DNA碱基损伤修复酶OGG1调控NF-κB磷酸化修饰的作用及机制研究

8-oxoguanine DNA glycosylase-1 (OGG1) is a DNA damage repair enzyme that specifically recognizes 8-hydroxyguanine (8-oxoG) in eukaryotic cells. However, recent studies have shown that 8-oxoG is not only a lesion to be repaired, but also an epigenetic modification. Under oxidative stress, OGG1 binding to 8-oxoG in the promoter, plays a role in the recruitment of NF-κB and the assembly of transcriptional machinery, to assure a prompt launch of the immediately responsive transcriptome.Studies have shown that the phosphorylation of NF-κB subunit RelA/p65 S276 may selectively promote the expression of genes regulated by ROS signaling, but it is urgent to reveal which genes are regulated and what the molecular mechanism is. Our preliminary results showed that OGG1 promoted phosphorylation of RelA/p65 Ser276. In the proposed study, we will utilize next generation sequencing skills such as ChIP-Seq, RNA-Seq, as well as various molecular techniques analyzing the interaction between protein-protein and protein-DNA, to determine ①Ogg1-mediated phosphorylation of RelA/p65 S276 is involved in the selective expression of the gene; ② which protein kinase interaction with OGG1 promotes phosphorylation of RelA/p65 S276; ③ the precise molecular mechanisms by which OGG1 interacts with protein kinase and RelA/p65, and the DNA sequence context within the high GC-containing promoters that is required for the OGG1 and p-RelA/p65 S276 complex-driven transcription. The completion of the proposed study will reveal the transcriptional regulation and molecular mechanism of DNA damage repair enzyme OGG1.

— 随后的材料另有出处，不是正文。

//! Process logging bootstrap and safety policy.
//!
//! # Responsibility
//! - Initialize stderr (and optionally rolling file) logs exactly once.
//! - Emit stable, metadata-only diagnostic events from the catalog.
//!
//! # Invariants
//! - Logging init is idempotent for identical settings.
//! - Logging initialization must not panic.
//! - Re-initialization with a different level or destination is rejected.

use flexi_logger::{
    Cleanup, Criterion, Duplicate, FileSpec, Logger, LoggerHandle, Naming, WriteMode,
};
use log::{error, info};
use once_cell::sync::OnceCell;
use std::path::{Path, PathBuf};

const LOG_FILE_BASENAME: &str = "bookshelf";
const MAX_LOG_FILE_SIZE_BYTES: u64 = 10 * 1024 * 1024;
const MAX_LOG_FILES: usize = 5;
const MAX_PANIC_PAYLOAD_CHARS: usize = 160;

static LOGGING_STATE: OnceCell<LoggingState> = OnceCell::new();
static PANIC_HOOK_INSTALLED: OnceCell<()> = OnceCell::new();

struct LoggingState {
    level: &'static str,
    log_dir: Option<PathBuf>,
    _logger: LoggerHandle,
}

/// Initializes process logging.
///
/// With `log_dir = None` records go to stderr only. With an absolute
/// directory they go to size-rotated files there and are duplicated to stderr
/// at `info` and above.
///
/// # Errors
/// - `level` is not one of `trace|debug|info|warn|error`.
/// - `log_dir` is empty, relative, or cannot be created.
/// - Logging is already active with a different level or destination.
/// - The logger backend fails to start.
pub fn init_logging(level: &str, log_dir: Option<&str>) -> Result<(), String> {
    let normalized_level = normalize_level(level)?;
    let normalized_dir = log_dir.map(normalize_log_dir).transpose()?;

    if let Some(state) = LOGGING_STATE.get() {
        return check_same_config(state, normalized_level, normalized_dir.as_deref());
    }

    let init_dir = normalized_dir.clone();
    let state = LOGGING_STATE.get_or_try_init(|| -> Result<LoggingState, String> {
        let logger = start_logger(normalized_level, init_dir.as_deref())?;

        install_panic_hook_once();

        info!(
            "event=app_start module=core status=ok platform={} build_mode={} version={}",
            std::env::consts::OS,
            build_mode(),
            env!("CARGO_PKG_VERSION")
        );
        info!(
            "event=logging_init module=core status=ok level={} log_dir={}",
            normalized_level,
            init_dir
                .as_deref()
                .map_or_else(|| "-".to_string(), |dir| dir.display().to_string())
        );

        Ok(LoggingState {
            level: normalized_level,
            log_dir: init_dir,
            _logger: logger,
        })
    })?;

    check_same_config(state, normalized_level, normalized_dir.as_deref())
}

/// Returns active logging status metadata.
///
/// Returns `None` when logging has not been initialized.
pub fn logging_status() -> Option<(&'static str, Option<PathBuf>)> {
    LOGGING_STATE
        .get()
        .map(|state| (state.level, state.log_dir.clone()))
}

/// Returns the default log level for current build mode.
///
/// - `debug` builds -> `debug`
/// - `release` builds -> `info`
pub fn default_log_level() -> &'static str {
    if cfg!(debug_assertions) {
        "debug"
    } else {
        "info"
    }
}

fn start_logger(level: &'static str, log_dir: Option<&Path>) -> Result<LoggerHandle, String> {
    let logger = Logger::try_with_str(level)
        .map_err(|err| format!("invalid log level `{level}`: {err}"))?;

    let logger = match log_dir {
        Some(dir) => {
            std::fs::create_dir_all(dir).map_err(|err| {
                format!("failed to create log directory `{}`: {err}", dir.display())
            })?;
            logger
                .log_to_file(FileSpec::default().directory(dir).basename(LOG_FILE_BASENAME))
                .rotate(
                    Criterion::Size(MAX_LOG_FILE_SIZE_BYTES),
                    Naming::Numbers,
                    Cleanup::KeepLogFiles(MAX_LOG_FILES),
                )
                .write_mode(WriteMode::BufferAndFlush)
                .append()
                .format_for_files(flexi_logger::detailed_format)
                .duplicate_to_stderr(Duplicate::Info)
        }
        None => logger.log_to_stderr(),
    };

    logger
        .format_for_stderr(flexi_logger::default_format)
        .start()
        .map_err(|err| format!("failed to start logger: {err}"))
}

fn check_same_config(
    state: &LoggingState,
    level: &'static str,
    log_dir: Option<&Path>,
) -> Result<(), String> {
    if state.log_dir.as_deref() != log_dir {
        return Err(format!(
            "logging already initialized at `{}`; refusing to switch to `{}`",
            describe_dir(state.log_dir.as_deref()),
            describe_dir(log_dir)
        ));
    }
    if state.level != level {
        return Err(format!(
            "logging already initialized with level `{}`; refusing to switch to `{}`",
            state.level, level
        ));
    }
    Ok(())
}

fn describe_dir(dir: Option<&Path>) -> String {
    dir.map_or_else(|| "stderr".to_string(), |dir| dir.display().to_string())
}

fn normalize_level(level: &str) -> Result<&'static str, String> {
    match level.trim().to_ascii_lowercase().as_str() {
        "trace" => Ok("trace"),
        "debug" => Ok("debug"),
        "info" => Ok("info"),
        "warn" | "warning" => Ok("warn"),
        "error" => Ok("error"),
        other => Err(format!(
            "unsupported log level `{other}`; expected trace|debug|info|warn|error"
        )),
    }
}

fn normalize_log_dir(log_dir: &str) -> Result<PathBuf, String> {
    let trimmed = log_dir.trim();
    if trimmed.is_empty() {
        return Err("log_dir cannot be empty".to_string());
    }
    let path = Path::new(trimmed);
    if !path.is_absolute() {
        return Err(format!("log_dir must be an absolute path, got `{trimmed}`"));
    }
    Ok(path.to_path_buf())
}

fn build_mode() -> &'static str {
    if cfg!(debug_assertions) {
        "debug"
    } else {
        "release"
    }
}

fn install_panic_hook_once() {
    if PANIC_HOOK_INSTALLED.get().is_some() {
        return;
    }

    let previous_hook = std::panic::take_hook();
    std::panic::set_hook(Box::new(move |panic_info| {
        // Payloads may echo request data; cap and flatten before logging.
        let location = panic_info
            .location()
            .map(|loc| format!("{}:{}", loc.file(), loc.line()))
            .unwrap_or_else(|| "unknown".to_string());
        let payload = panic_payload_summary(panic_info);
        error!(
            "event=panic_captured module=core status=error location={} payload={}",
            location, payload
        );
        previous_hook(panic_info);
    }));

    let _ = PANIC_HOOK_INSTALLED.set(());
}

fn panic_payload_summary(info: &std::panic::PanicHookInfo<'_>) -> String {
    let payload = if let Some(message) = info.payload().downcast_ref::<&str>() {
        (*message).to_string()
    } else if let Some(message) = info.payload().downcast_ref::<String>() {
        message.clone()
    } else {
        "non-string panic payload".to_string()
    };

    sanitize_message(&payload, MAX_PANIC_PAYLOAD_CHARS)
}

fn sanitize_message(value: &str, max_chars: usize) -> String {
    let normalized = value.replace(['\n', '\r'], " ");
    let mut truncated = normalized.chars().take(max_chars).collect::<String>();
    if normalized.chars().count() > max_chars {
        truncated.push_str("...");
    }
    truncated
}
//! Book domain model and record validator.
//!
//! # Responsibility
//! - Define the stored `Book` record and the raw `BookInput` payload.
//! - Turn raw input into `BookFields`, the only shape repositories accept.
//!
//! # Invariants
//! - `title` and `author` are never empty or whitespace-only.
//! - `year`, when present, lies in `YEAR_MIN..=YEAR_MAX`.
//! - Strings are kept exactly as supplied; validation never rewrites them.

use serde::{Deserialize, Serialize};
use std::error::Error;
use std::fmt::{Display, Formatter};

/// Server-assigned identity of a stored book.
pub type BookId = i64;

/// Smallest accepted publication year (inclusive).
pub const YEAR_MIN: i64 = 1;
/// Largest accepted publication year (inclusive).
pub const YEAR_MAX: i64 = 2100;

/// Stored catalog record.
#[derive(Debug, Clone, PartialEq, Eq, Serialize, Deserialize)]
pub struct Book {
    pub id: BookId,
    pub title: String,
    pub author: String,
    /// Serialized as `null` when absent.
    pub year: Option<i64>,
}

impl Book {
    /// Re-checks field constraints on an already materialized record.
    pub fn validate(&self) -> Result<(), ValidationError> {
        check_fields(&self.title, &self.author, self.year)
    }
}

/// Raw create/update payload as received from a caller.
#[derive(Debug, Clone, PartialEq, Eq, Serialize, Deserialize)]
pub struct BookInput {
    pub title: String,
    pub author: String,
    #[serde(default)]
    pub year: Option<i64>,
}

impl BookInput {
    pub fn new(title: impl Into<String>, author: impl Into<String>, year: Option<i64>) -> Self {
        Self {
            title: title.into(),
            author: author.into(),
            year,
        }
    }

    /// Validates every field and returns the write-ready payload.
    ///
    /// # Errors
    /// - Returns a `ValidationError` listing all failing fields, not just the
    ///   first one found.
    pub fn validate(self) -> Result<BookFields, ValidationError> {
        check_fields(&self.title, &self.author, self.year)?;
        Ok(BookFields {
            title: self.title,
            author: self.author,
            year: self.year,
        })
    }
}

/// Validated mutable fields of a book.
///
/// Only obtainable through [`BookInput::validate`], so holding one proves the
/// constraints hold. Updates assign all three fields from it.
#[derive(Debug, Clone, PartialEq, Eq)]
pub struct BookFields {
    title: String,
    author: String,
    year: Option<i64>,
}

impl BookFields {
    pub fn title(&self) -> &str {
        &self.title
    }

    pub fn author(&self) -> &str {
        &self.author
    }

    pub fn year(&self) -> Option<i64> {
        self.year
    }

    /// Attaches a stored identity to these fields.
    pub fn into_book(self, id: BookId) -> Book {
        Book {
            id,
            title: self.title,
            author: self.author,
            year: self.year,
        }
    }
}

/// One failing input field.
#[derive(Debug, Clone, PartialEq, Eq, Serialize)]
pub struct FieldViolation {
    pub field: &'static str,
    pub message: String,
}

/// Input rejected before reaching storage.
#[derive(Debug, Clone, PartialEq, Eq)]
pub struct ValidationError {
    violations: Vec<FieldViolation>,
}

impl ValidationError {
    /// Wraps collected violations; `None` when there is nothing to report.
    pub fn from_violations(violations: Vec<FieldViolation>) -> Option<Self> {
        if violations.is_empty() {
            None
        } else {
            Some(Self { violations })
        }
    }

    /// Builds an error for a single offending field.
    pub fn single(field: &'static str, message: impl Into<String>) -> Self {
        Self {
            violations: vec![FieldViolation {
                field,
                message: message.into(),
            }],
        }
    }

    pub fn violations(&self) -> &[FieldViolation] {
        &self.violations
    }

    /// Names of the failing fields, in check order.
    pub fn fields(&self) -> Vec<&'static str> {
        self.violations.iter().map(|item| item.field).collect()
    }
}

impl Display for ValidationError {
    fn fmt(&self, f: &mut Formatter<'_>) -> std::fmt::Result {
        write!(f, "validation failed")?;
        for (index, violation) in self.violations.iter().enumerate() {
            let separator = if index == 0 { ": " } else { "; " };
            write!(f, "{separator}{} {}", violation.field, violation.message)?;
        }
        Ok(())
    }
}

impl Error for ValidationError {}

fn check_fields(title: &str, author: &str, year: Option<i64>) -> Result<(), ValidationError> {
    let mut violations = Vec::new();

    if title.trim().is_empty() {
        violations.push(FieldViolation {
            field: "title",
            message: "must not be empty".to_string(),
        });
    }
    if author.trim().is_empty() {
        violations.push(FieldViolation {
            field: "author",
            message: "must not be empty".to_string(),
        });
    }
    if let Some(year) = year {
        if !(YEAR_MIN..=YEAR_MAX).contains(&year) {
            violations.push(FieldViolation {
                field: "year",
                message: format!("must be between {YEAR_MIN} and {YEAR_MAX}, got {year}"),
            });
        }
    }

    match ValidationError::from_violations(violations) {
        Some(err) => Err(err),
        None => Ok(()),
    }
}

OGG1是真核细胞特异识别8-羟鸟嘌呤的DNA损伤修复酶，然而近期研究结果表明8-羟鸟嘌呤不只是一种需要修复的损伤，而且还具有表观遗传修饰作用。氧化应激条件下OGG1与启动子区内8-羟鸟嘌呤的结合可招募NF-κB促进先天免疫促炎基因的转录。有研究报道提出NF-κB的RelA亚基S276磷酸化可能选择性地促进ROS信号调控的基因表达，但全基因组哪些基因受其调控、分子机制是什么等问题亟待揭示。我们前期实验数据显示OGG1能促进NF-κB的RelA亚基276位丝氨酸的磷酸化。因此本项目将利用二代测序技术、蛋白-蛋白及蛋白-核酸作用分析技术，①明确OGG1介导RelA S276磷酸化修饰参与的选择性表达基因组及其生物学意义；②鉴定与OGG1相互作用蛋白激酶；③解析蛋白质相互作用分子机制以及8-羟鸟嘌呤的核苷酸序列环境特征。项目的完成将更加深入地揭示DNA损伤修复酶OGG1的转录调控作用及分子机制。

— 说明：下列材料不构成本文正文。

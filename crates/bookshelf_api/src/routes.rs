//! Catalog HTTP routes
//!
//! Handlers validate through the core service and run storage work on the
//! blocking pool, one scoped session per request.

use std::sync::Arc;
use std::time::Instant;

use axum::extract::rejection::{JsonRejection, PathRejection, QueryRejection};
use axum::extract::{Path, Query, Request, State};
use axum::http::{HeaderValue, StatusCode};
use axum::middleware::{self, Next};
use axum::response::Response;
use axum::routing::get;
use axum::{Json, Router};
use bookshelf_core::{
    Book, BookId, BookInput, BookService, CatalogResult, CatalogStore, FieldViolation,
    SqliteBookRepository, ValidationError, PAGE_LIMIT_DEFAULT,
};
use log::info;
use serde::Serialize;
use uuid::Uuid;

use crate::error::ApiError;

const REQUEST_ID_HEADER: &str = "x-request-id";

/// State shared by all catalog handlers.
#[derive(Clone)]
pub struct AppState {
    store: Arc<CatalogStore>,
}

impl AppState {
    pub fn new(store: CatalogStore) -> Self {
        Self {
            store: Arc::new(store),
        }
    }

    pub fn store(&self) -> &CatalogStore {
        &self.store
    }
}

/// Raw query-string pairs, in request order.
///
/// Parsed per key so a bad value is reported against its own parameter and a
/// repeated key resolves to its last occurrence.
type QueryPairs = Vec<(String, String)>;

#[derive(Debug, Serialize)]
pub struct HealthResponse {
    pub status: &'static str,
    pub version: &'static str,
}

/// Create catalog routes
pub fn catalog_routes(state: AppState) -> Router {
    Router::new()
        .route("/health", get(health_handler))
        .route("/books", get(list_books_handler).post(create_book_handler))
        .route("/books/", get(list_books_handler).post(create_book_handler))
        .route("/books/search", get(search_books_handler))
        .route("/books/search/", get(search_books_handler))
        .route(
            "/books/:id",
            get(get_book_handler)
                .put(update_book_handler)
                .delete(delete_book_handler),
        )
        .layer(middleware::from_fn(request_context))
        .with_state(state)
}

// ==================
// Handlers
// ==================

async fn health_handler() -> Json<HealthResponse> {
    Json(HealthResponse {
        status: "ok",
        version: bookshelf_core::core_version(),
    })
}

async fn create_book_handler(
    State(state): State<AppState>,
    body: Result<Json<BookInput>, JsonRejection>,
) -> Result<(StatusCode, Json<Book>), ApiError> {
    let Json(input) = body.map_err(|err| ApiError::invalid_input("body", err.body_text()))?;

    let book = run_catalog(&state, move |service| service.create(input)).await?;
    Ok((StatusCode::CREATED, Json(book)))
}

async fn list_books_handler(
    State(state): State<AppState>,
    params: Result<Query<QueryPairs>, QueryRejection>,
) -> Result<Json<Vec<Book>>, ApiError> {
    let Query(pairs) = params.map_err(|err| ApiError::invalid_input("params", err.body_text()))?;
    let (skip, limit) = page_params(&pairs)?;

    let books = run_catalog(&state, move |service| service.list(skip, limit)).await?;
    Ok(Json(books))
}

async fn search_books_handler(
    State(state): State<AppState>,
    params: Result<Query<QueryPairs>, QueryRejection>,
) -> Result<Json<Vec<Book>>, ApiError> {
    let Query(pairs) = params.map_err(|err| ApiError::invalid_input("query", err.body_text()))?;
    let text = last_value(&pairs, "query")
        .map(str::to_string)
        .ok_or_else(|| ApiError::invalid_input("query", "field required"))?;

    let books = run_catalog(&state, move |service| service.search(text)).await?;
    Ok(Json(books))
}

async fn get_book_handler(
    State(state): State<AppState>,
    id: Result<Path<BookId>, PathRejection>,
) -> Result<Json<Book>, ApiError> {
    let id = book_id(id)?;

    let book = run_catalog(&state, move |service| service.get(id)).await?;
    Ok(Json(book))
}

async fn update_book_handler(
    State(state): State<AppState>,
    id: Result<Path<BookId>, PathRejection>,
    body: Result<Json<BookInput>, JsonRejection>,
) -> Result<Json<Book>, ApiError> {
    let id = book_id(id)?;
    let Json(input) = body.map_err(|err| ApiError::invalid_input("body", err.body_text()))?;

    let book = run_catalog(&state, move |service| service.update(id, input)).await?;
    Ok(Json(book))
}

async fn delete_book_handler(
    State(state): State<AppState>,
    id: Result<Path<BookId>, PathRejection>,
) -> Result<StatusCode, ApiError> {
    let id = book_id(id)?;

    run_catalog(&state, move |service| service.delete(id)).await?;
    Ok(StatusCode::NO_CONTENT)
}

// ==================
// Helpers
// ==================

fn last_value<'a>(pairs: &'a [(String, String)], key: &str) -> Option<&'a str> {
    pairs
        .iter()
        .rev()
        .find(|(name, _)| name == key)
        .map(|(_, value)| value.as_str())
}

/// Reads `skip` and `limit`, reporting every unparsable one by name.
///
/// Range checks are left to the service.
fn page_params(pairs: &[(String, String)]) -> Result<(i64, i64), ApiError> {
    let mut violations = Vec::new();
    let mut parse = |field: &'static str, default: i64| match last_value(pairs, field) {
        None => default,
        Some(raw) => raw.parse::<i64>().unwrap_or_else(|_| {
            violations.push(FieldViolation {
                field,
                message: format!("must be an integer, got {raw:?}"),
            });
            default
        }),
    };
    let skip = parse("skip", 0);
    let limit = parse("limit", PAGE_LIMIT_DEFAULT);

    match ValidationError::from_violations(violations) {
        Some(err) => Err(ApiError::Validation(err)),
        None => Ok((skip, limit)),
    }
}

fn book_id(id: Result<Path<BookId>, PathRejection>) -> Result<BookId, ApiError> {
    id.map(|Path(id)| id)
        .map_err(|err| ApiError::invalid_input("id", err.body_text()))
}

/// Runs `op` against a fresh session on the blocking pool.
async fn run_catalog<T, F>(state: &AppState, op: F) -> Result<T, ApiError>
where
    T: Send + 'static,
    F: FnOnce(&BookService<SqliteBookRepository<'_>>) -> CatalogResult<T> + Send + 'static,
{
    let store = Arc::clone(&state.store);
    tokio::task::spawn_blocking(move || with_book_service(&store, op))
        .await
        .map_err(|err| ApiError::Internal(format!("catalog task failed: {err}")))?
}

/// Opens a session, builds the service and runs `op`.
///
/// The session is dropped before this returns, on success and on every error.
fn with_book_service<T>(
    store: &CatalogStore,
    op: impl FnOnce(&BookService<SqliteBookRepository<'_>>) -> CatalogResult<T>,
) -> Result<T, ApiError> {
    let session = store.session()?;
    let repo = SqliteBookRepository::try_new(&session)?;
    let service = BookService::new(repo);
    Ok(op(&service)?)
}

async fn request_context(request: Request, next: Next) -> Response {
    let started_at = Instant::now();
    let request_id = Uuid::new_v4().to_string();
    let method = request.method().clone();
    let path = request.uri().path().to_string();

    let mut response = next.run(request).await;

    info!(
        "event=http_request module=api status={} request_id={} method={} path={} duration_ms={}",
        response.status().as_u16(),
        request_id,
        method,
        path,
        started_at.elapsed().as_millis()
    );
    if let Ok(value) = HeaderValue::from_str(&request_id) {
        response.headers_mut().insert(REQUEST_ID_HEADER, value);
    }
    response
}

活性氧由多种内源性生理过程产生，并因环境因素而加剧。ROS攻击DNA，最常见的氧化产物是8-oxo-7,8-二氢鸟嘌呤(8-oxoG)。8-oxoG是真核细胞识别并切除8-oxoG的特异性DNA修复酶，通过自然界中极为保守的碱基切除修复 (BER) 途径对8-oxoG进行修复。越来越多的证据表明，8-oxoG不仅仅是一种氧化损伤，而且作为一种DNA表观遗传修饰，通过与其特异修复蛋白OGG1的相互作用实现对氧化应激基因的转录调控。OGG1与底物结合，招募NF-κB，促进促炎细胞因子/趋化因子的转录。NF-κB活性依赖于翻译后修饰，其中RelA/p65 Ser276磷酸化受ROS密切影响，可选择性上调。但是，RelA/p65 Ser276磷酸化是如何响应ROS信号进而选择性调控NF-κB部分靶点的机制尚不清楚。.基于上述科学问题，我们认为在高度氧化的细胞环境下，OGG1不仅能招募NF-κB到基因的启动子区，是否进一步促进RelA/p65 S276磷酸化修饰进而开启快速应答ROS转录组的基因转录。本项目的研究内容包括：1）OGG1是否介导了RelA/p65 S276磷酸化参与基因的选择性表达；2）OGG1与哪种蛋白激酶相互作用促进RelA/p65 S276的磷酸化；3）解析OGG1-蛋白激酶-RelA/p65的相互作用的分子机制。.在项目中，发现1）OGG1与丝裂原激活蛋白激酶1 (MSK1)之间的相互作用是RelA/p65丝氨酸276磷酸化所必需的。2）ROS清除或OGG1耗尽/抑制阻碍了MSK1与RelA/p65之间的相互作用，从而降低了phospho-Ser276的水平，导致编码ROS响应性细胞因子/趋化因子的基因表达显著降低，但NFKBIs没有。3）阻断OGG1与DNA底物的结合以基因特异性的方式阻止了RelA/p65、Pol II和p-RNAP II在启动子募集。我们的数据强调了OGG1在影响RelA/p65的S276磷酸化以选择性转录调节ROS反应和立即激活的促炎细胞因子/趋化因子方面的重要性。该研究不仅对磷酸化编码的调控机制有了新的认识，而且巩固了好氧细胞中进化而来的启动子定位底物结合OGG1的严密而精细的控制，以满足及时基因转录激活的需要。